In the latest sign of companies adjusting their plans to reflect the global economic downturn and the fall in the price of oil, Royal Dutch Shell has delayed a planned investment in Canadian oil sands
In the latest sign of companies adjusting their plans to reflect the global economic downturn and the fall in the price of oil, Royal Dutch Shell has delayed a planned investment in Canada's oil sands.
Shell had planned to make a decision next year on the second phase of the expansion of its Athabasca oil sands project, but Jeroen van der Veer, the chief executive, said the company would "wait for costs to cool down . . . before any new investment decision is made".

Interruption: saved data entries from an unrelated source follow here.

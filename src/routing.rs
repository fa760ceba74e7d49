//! Application router configuration.

use axum::{
    Router,
    response::Redirect,
    routing::{get, post, put},
};
use tower_http::services::ServeDir;

use crate::{
    AppState,
    category::{
        create_category_endpoint, delete_category_endpoint, get_categories_page,
        get_edit_category_page, get_new_category_page, update_category_endpoint,
    },
    dashboard::get_dashboard_page,
    endpoints,
    internal_server_error::get_internal_server_error_page,
    not_found::get_404_not_found,
    report::get_monthly_report_page,
    transaction::{
        create_transaction_endpoint, delete_transaction_endpoint, get_edit_transaction_page,
        get_new_transaction_page, get_transactions_endpoint, get_transactions_page,
        update_transaction_endpoint,
    },
};

/// Return a router with all the app's routes.
pub fn build_router(state: AppState) -> Router {
    let receipts_dir = state.receipt_store.bucket_path();

    Router::new()
        .route(endpoints::ROOT, get(get_index_page))
        .route(endpoints::DASHBOARD_VIEW, get(get_dashboard_page))
        .route(endpoints::TRANSACTIONS_VIEW, get(get_transactions_page))
        .route(
            endpoints::NEW_TRANSACTION_VIEW,
            get(get_new_transaction_page),
        )
        .route(
            endpoints::EDIT_TRANSACTION_VIEW,
            get(get_edit_transaction_page),
        )
        .route(endpoints::REPORTS_VIEW, get(get_monthly_report_page))
        .route(endpoints::CATEGORIES_VIEW, get(get_categories_page))
        .route(endpoints::NEW_CATEGORY_VIEW, get(get_new_category_page))
        .route(endpoints::EDIT_CATEGORY_VIEW, get(get_edit_category_page))
        .route(
            endpoints::INTERNAL_ERROR_VIEW,
            get(get_internal_server_error_page),
        )
        .route(
            endpoints::TRANSACTIONS_API,
            get(get_transactions_endpoint).post(create_transaction_endpoint),
        )
        .route(
            endpoints::TRANSACTION,
            put(update_transaction_endpoint).delete(delete_transaction_endpoint),
        )
        .route(endpoints::POST_CATEGORY, post(create_category_endpoint))
        .route(
            endpoints::PUT_CATEGORY,
            put(update_category_endpoint).delete(delete_category_endpoint),
        )
        .nest_service(endpoints::STATIC, ServeDir::new("static/"))
        .nest_service(endpoints::RECEIPTS, ServeDir::new(receipts_dir))
        .fallback(get_404_not_found)
        .with_state(state)
}

/// The root path '/' redirects to the dashboard page.
async fn get_index_page() -> Redirect {
    Redirect::to(endpoints::DASHBOARD_VIEW)
}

Mr van der Veer was speaking as Shell reported a 31 per cent rise in under-lying net income to $8.04bn. The result was ahead of expectations but less buoyant than those of its rivals BP and ExxonMobil.
Shell is one of the western oil companies that is most strongly committed to "unconventional" resources such as the oil sands, and has set a target of deriving 15 per cent of its production from those sources by 2015.
Projects in the oil sands of Alberta, which are fiercely criticised by environmentalists, are among the world's highest-cost oil developments.
In recent weeks, several companies operating there, including Suncor, PetroCanada, Nexen and Opti Canada, have delayed investment plans.
Construction of the first phase of Shell's Athabasca expansion is already under way, and will go ahead as planned, adding 100,000 barrels per day of additional capacity, of which Shell has 60 per cent.
Phase two is intended to add a further 100,000 barrels per day.
Shell announced on Wednesday that Peter Voser, chief financial officer, would take over from Mr van der Veer on July 1 next year.
The results gave a sense of the challenge he will face in delivering growth at a turbulent time for the world economy, financial markets and the oil price.
Shell's oil and gas production fell by 6.6 per cent in the quarter, mostly caused by hurricanes in the US and planned maintenance in the North Sea.
Mr Voser said Shell stuck by its "long-term aspiration" that in the next decade production would grow by 2-3 per cent a year as a result of Shell's investment in long-lived projects such as the oil sands.
Mr van der Veer called the results, which benefited from the sharp rise in the oil price, "satisfactory".
The group was "watching the world economic situation closely" but was "robust across a wide range of energy prices", he added.
Shell promised "competitive and progressive dividends", echoing BP's recognition on Tuesday that investors are concerned about the income from their shares.
Shell declared a third-quarter dividend of 40 cents a share, a rise of 11 per cent over the same quarter last year.